(What this task involves): In the entries below, identify every line with the string "last" and copy it.

(Given data):
****************
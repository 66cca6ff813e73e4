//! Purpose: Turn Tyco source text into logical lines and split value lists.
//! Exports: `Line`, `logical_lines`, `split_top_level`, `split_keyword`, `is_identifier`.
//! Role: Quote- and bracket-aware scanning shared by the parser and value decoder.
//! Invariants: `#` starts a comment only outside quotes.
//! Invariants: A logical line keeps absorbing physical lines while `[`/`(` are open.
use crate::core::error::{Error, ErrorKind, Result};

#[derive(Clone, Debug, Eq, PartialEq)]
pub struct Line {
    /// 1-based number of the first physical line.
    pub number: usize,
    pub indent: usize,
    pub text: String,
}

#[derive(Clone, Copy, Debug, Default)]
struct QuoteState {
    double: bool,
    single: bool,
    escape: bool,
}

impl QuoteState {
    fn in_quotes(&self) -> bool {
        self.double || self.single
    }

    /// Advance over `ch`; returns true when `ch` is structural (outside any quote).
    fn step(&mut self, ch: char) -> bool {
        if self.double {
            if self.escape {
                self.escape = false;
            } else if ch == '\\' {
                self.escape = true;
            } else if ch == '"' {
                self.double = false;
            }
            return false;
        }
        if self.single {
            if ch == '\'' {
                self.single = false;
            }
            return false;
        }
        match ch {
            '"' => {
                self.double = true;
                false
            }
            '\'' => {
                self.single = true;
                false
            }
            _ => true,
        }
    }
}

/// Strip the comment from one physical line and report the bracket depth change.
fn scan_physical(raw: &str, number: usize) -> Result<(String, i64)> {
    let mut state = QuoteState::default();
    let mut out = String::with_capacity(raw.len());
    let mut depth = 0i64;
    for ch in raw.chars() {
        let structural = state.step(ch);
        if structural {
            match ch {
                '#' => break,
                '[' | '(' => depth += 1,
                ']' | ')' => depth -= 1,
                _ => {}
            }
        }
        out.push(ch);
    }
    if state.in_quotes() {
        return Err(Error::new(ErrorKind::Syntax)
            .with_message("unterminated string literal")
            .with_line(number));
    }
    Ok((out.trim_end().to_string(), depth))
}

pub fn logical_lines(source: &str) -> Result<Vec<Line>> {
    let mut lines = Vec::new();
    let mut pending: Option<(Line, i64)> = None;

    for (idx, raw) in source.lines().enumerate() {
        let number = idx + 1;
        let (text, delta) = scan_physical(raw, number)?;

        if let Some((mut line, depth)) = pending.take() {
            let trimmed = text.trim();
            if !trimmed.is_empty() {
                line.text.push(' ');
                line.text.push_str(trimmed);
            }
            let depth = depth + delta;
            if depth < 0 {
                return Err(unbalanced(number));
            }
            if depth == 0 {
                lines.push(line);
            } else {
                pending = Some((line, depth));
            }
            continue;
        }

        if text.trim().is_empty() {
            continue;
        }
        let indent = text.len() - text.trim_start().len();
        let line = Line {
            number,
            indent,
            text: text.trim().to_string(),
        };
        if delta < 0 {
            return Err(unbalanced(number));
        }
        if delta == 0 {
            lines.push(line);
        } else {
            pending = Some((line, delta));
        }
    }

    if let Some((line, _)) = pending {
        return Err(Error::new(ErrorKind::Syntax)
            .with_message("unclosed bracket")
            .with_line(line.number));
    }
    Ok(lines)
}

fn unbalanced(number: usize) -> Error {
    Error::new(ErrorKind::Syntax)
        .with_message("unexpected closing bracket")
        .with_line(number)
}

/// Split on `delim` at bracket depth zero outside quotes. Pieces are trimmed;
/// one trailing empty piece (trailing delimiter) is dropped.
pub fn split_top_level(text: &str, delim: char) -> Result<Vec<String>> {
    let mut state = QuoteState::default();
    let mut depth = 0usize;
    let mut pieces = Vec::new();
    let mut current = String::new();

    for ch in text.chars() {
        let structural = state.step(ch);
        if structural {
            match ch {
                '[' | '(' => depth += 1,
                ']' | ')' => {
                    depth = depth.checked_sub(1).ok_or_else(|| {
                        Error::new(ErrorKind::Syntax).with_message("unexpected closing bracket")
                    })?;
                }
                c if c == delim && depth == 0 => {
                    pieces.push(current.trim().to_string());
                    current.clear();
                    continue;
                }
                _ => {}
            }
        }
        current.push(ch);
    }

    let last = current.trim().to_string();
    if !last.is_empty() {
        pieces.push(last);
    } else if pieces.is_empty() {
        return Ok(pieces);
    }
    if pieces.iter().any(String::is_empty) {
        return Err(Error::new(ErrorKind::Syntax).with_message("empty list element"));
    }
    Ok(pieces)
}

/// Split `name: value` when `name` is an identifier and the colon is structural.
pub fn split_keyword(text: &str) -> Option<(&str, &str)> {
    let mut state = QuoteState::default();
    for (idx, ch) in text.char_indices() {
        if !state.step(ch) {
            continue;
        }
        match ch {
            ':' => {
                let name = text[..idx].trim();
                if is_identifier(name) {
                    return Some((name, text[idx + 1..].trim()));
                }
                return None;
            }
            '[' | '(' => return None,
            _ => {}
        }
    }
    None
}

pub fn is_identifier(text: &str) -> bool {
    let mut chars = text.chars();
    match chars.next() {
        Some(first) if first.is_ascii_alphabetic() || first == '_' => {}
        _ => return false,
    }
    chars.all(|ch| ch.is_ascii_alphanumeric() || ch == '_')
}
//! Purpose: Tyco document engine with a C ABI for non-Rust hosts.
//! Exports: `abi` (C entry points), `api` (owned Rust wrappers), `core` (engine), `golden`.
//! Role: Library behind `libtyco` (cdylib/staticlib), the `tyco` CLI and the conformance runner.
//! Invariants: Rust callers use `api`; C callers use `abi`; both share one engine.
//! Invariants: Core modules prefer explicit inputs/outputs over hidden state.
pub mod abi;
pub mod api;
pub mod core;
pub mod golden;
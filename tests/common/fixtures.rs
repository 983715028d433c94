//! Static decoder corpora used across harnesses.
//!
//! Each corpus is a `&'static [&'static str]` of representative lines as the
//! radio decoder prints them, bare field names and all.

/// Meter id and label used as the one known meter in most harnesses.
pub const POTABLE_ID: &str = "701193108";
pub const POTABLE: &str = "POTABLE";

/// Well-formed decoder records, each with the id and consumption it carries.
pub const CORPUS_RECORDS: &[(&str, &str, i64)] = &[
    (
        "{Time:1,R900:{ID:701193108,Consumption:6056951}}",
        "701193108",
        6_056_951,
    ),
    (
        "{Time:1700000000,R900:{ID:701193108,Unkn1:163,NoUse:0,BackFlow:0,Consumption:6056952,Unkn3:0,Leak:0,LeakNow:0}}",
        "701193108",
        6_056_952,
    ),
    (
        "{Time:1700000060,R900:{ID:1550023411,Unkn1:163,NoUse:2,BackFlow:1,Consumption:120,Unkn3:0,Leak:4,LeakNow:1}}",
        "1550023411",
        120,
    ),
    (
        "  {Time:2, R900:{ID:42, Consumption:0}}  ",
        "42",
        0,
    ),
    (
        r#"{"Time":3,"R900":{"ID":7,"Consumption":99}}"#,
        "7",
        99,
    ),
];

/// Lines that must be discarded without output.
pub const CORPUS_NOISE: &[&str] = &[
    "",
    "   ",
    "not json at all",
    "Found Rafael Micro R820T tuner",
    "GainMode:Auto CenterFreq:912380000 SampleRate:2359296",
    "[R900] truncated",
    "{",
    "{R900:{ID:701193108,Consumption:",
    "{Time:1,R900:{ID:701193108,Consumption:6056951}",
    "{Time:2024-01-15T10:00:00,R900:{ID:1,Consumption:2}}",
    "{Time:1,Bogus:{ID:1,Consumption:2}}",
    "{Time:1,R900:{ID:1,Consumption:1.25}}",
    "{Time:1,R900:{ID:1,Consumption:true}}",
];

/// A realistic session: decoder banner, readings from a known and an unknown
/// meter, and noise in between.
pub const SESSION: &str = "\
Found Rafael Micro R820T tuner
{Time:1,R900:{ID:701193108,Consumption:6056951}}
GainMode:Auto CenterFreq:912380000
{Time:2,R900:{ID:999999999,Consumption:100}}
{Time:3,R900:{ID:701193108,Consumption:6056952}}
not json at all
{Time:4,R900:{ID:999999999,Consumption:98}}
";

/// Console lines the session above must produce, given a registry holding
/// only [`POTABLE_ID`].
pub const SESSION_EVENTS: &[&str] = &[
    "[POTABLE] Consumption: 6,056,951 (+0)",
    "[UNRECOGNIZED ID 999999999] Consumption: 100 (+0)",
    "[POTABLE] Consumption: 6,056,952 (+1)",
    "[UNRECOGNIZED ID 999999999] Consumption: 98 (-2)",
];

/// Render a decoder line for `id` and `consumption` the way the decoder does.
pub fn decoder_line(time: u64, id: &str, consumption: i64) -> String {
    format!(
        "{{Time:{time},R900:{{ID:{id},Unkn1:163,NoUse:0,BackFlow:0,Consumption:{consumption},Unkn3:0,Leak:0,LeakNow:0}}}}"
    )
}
****************
(Solution to this problem):
    let last = current.trim().to_string();
    if !last.is_empty() {
        pieces.push(last);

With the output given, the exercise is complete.